-- Exercise directions --
Each line below that carries the string "band" must appear in the answer.

-- Records provided --

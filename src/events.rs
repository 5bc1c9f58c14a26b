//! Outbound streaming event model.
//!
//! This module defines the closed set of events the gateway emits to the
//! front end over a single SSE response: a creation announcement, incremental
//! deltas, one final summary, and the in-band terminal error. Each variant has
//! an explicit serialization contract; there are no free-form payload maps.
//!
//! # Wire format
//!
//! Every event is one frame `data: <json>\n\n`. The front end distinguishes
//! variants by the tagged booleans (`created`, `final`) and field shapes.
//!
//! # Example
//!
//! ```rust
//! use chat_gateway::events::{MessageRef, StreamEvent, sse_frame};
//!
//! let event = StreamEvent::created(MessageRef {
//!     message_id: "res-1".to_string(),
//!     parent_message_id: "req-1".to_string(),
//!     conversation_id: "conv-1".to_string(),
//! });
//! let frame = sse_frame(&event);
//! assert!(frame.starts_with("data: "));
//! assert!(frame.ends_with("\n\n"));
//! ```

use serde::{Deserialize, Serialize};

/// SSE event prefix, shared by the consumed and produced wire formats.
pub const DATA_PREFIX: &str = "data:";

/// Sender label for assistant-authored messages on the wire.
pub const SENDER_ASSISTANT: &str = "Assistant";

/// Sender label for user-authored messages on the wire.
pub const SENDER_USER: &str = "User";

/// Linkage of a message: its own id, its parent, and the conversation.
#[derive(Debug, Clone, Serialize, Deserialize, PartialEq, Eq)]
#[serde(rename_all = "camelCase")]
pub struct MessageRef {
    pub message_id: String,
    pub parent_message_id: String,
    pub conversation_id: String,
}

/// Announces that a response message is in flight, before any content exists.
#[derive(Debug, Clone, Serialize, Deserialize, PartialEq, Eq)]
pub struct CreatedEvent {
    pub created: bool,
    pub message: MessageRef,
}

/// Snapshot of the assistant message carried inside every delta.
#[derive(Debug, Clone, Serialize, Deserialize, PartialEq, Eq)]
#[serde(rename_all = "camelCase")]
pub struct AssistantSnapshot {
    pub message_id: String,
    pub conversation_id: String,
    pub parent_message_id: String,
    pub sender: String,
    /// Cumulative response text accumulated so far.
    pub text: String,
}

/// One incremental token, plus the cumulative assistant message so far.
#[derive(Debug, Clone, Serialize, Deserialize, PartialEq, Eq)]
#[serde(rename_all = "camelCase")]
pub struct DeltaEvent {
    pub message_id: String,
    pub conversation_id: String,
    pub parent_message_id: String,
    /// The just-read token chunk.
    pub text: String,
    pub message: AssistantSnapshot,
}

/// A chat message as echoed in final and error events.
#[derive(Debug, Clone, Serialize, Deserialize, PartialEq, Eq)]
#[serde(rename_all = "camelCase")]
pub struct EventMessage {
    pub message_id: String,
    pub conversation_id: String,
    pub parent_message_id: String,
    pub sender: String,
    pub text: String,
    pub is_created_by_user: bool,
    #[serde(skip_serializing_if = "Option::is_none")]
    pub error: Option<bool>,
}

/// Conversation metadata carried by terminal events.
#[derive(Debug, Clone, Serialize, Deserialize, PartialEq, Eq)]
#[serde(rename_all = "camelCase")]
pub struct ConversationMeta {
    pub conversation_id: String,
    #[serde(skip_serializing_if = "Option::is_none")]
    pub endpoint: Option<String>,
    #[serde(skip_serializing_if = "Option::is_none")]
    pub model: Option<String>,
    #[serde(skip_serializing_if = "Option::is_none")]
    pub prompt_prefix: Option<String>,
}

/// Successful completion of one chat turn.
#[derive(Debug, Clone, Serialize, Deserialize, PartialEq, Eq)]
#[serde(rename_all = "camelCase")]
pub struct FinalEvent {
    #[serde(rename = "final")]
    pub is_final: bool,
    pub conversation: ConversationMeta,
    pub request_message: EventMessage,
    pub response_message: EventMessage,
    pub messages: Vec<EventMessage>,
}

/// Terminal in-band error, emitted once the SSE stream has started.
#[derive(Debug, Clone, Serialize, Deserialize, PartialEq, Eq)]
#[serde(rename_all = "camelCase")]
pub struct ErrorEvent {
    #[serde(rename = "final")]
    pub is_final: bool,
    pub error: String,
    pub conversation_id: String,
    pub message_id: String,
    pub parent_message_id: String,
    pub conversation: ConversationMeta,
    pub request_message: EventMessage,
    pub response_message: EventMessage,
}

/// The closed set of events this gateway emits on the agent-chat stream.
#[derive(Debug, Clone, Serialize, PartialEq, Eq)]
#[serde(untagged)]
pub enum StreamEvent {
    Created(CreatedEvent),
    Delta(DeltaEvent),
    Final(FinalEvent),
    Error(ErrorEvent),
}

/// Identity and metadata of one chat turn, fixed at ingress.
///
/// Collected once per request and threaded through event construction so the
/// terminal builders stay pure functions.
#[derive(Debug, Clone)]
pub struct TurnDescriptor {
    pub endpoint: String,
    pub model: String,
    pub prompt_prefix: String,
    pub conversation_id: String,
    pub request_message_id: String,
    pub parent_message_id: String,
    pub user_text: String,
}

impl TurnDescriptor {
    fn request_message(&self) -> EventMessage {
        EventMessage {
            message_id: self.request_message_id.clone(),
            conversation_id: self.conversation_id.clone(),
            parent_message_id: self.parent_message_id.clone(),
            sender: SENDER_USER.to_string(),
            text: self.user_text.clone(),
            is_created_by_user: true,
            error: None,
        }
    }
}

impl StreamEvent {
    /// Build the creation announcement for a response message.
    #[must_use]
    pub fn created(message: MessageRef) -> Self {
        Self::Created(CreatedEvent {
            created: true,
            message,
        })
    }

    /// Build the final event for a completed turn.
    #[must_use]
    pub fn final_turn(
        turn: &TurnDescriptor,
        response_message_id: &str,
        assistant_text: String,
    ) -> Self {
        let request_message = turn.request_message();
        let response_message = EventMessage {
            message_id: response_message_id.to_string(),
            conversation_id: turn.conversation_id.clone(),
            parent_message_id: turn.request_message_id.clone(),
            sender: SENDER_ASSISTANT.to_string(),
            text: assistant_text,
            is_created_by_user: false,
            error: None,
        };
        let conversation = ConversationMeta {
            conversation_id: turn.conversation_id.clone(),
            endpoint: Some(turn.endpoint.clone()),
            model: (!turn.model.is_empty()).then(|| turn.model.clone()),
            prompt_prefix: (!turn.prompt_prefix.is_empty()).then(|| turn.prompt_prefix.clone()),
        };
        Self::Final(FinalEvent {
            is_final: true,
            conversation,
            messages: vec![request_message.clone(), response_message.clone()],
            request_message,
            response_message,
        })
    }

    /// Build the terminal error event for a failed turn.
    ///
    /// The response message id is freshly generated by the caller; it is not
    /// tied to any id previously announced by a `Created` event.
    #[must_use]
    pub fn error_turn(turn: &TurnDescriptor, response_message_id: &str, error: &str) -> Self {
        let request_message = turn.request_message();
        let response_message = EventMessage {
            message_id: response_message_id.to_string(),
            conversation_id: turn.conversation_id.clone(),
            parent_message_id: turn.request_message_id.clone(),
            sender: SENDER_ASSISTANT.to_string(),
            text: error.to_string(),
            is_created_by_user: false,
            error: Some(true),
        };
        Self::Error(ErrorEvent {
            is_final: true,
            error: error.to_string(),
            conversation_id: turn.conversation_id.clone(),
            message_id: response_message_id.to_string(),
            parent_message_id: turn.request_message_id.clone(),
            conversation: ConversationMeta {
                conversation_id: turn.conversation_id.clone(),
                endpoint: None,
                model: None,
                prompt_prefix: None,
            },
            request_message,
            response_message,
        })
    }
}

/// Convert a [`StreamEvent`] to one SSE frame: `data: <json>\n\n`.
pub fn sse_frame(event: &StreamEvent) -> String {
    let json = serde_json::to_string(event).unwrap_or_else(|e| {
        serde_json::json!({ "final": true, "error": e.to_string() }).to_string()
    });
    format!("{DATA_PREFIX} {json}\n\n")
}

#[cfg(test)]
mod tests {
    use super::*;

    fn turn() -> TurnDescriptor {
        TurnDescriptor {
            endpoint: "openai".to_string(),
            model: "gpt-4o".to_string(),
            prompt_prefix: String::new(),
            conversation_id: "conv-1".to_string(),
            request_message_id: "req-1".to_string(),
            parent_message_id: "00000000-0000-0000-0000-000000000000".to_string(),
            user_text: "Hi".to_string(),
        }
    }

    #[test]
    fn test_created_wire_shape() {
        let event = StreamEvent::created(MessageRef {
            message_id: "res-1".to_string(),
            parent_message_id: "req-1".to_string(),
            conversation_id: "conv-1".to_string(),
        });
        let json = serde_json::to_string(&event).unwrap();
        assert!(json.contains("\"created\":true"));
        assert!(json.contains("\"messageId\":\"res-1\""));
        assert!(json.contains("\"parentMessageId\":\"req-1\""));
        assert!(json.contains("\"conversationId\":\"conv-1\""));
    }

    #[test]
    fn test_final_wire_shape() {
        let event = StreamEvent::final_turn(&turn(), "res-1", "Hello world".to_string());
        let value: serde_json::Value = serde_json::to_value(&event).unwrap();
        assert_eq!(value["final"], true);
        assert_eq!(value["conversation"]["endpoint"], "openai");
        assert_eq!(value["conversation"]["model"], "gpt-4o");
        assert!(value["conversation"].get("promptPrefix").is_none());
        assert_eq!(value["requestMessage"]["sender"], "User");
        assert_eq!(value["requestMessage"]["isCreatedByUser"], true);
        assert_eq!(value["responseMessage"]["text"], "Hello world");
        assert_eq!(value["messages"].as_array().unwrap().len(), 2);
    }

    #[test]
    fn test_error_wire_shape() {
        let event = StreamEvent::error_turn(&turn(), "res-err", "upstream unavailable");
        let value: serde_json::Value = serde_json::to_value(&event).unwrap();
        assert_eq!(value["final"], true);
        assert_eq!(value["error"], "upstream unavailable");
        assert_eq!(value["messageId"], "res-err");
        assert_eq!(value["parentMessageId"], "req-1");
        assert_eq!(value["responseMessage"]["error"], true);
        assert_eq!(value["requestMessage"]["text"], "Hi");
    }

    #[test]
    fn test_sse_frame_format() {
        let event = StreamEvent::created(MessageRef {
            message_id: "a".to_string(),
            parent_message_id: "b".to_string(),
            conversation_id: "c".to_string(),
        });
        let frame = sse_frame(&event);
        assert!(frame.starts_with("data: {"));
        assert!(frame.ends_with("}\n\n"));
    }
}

-- Solved exercise --
//! deltas, one final summary, and the in-band terminal error. Each variant has
/// Terminal in-band error, emitted once the SSE stream has started.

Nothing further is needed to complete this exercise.